Dataset entries:
■ ■ ■
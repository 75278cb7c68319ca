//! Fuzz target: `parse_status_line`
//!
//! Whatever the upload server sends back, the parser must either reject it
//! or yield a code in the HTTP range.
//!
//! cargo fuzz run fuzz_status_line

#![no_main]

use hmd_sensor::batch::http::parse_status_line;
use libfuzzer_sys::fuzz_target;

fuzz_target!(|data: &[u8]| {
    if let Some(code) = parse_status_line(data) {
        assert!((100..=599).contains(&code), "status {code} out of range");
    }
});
■ ■ ■
**Activity:**
Output, exactly and with nothing else, the lines from the line containing "#![no_main]" to the end of the entries.

**Written response:**
#![no_main]

use hmd_sensor::batch::http::parse_status_line;
use libfuzzer_sys::fuzz_target;

fuzz_target!(|data: &[u8]| {
    if let Some(code) = parse_status_line(data) {
        assert!((100..=599).contains(&code), "status {code} out of range");
    }
});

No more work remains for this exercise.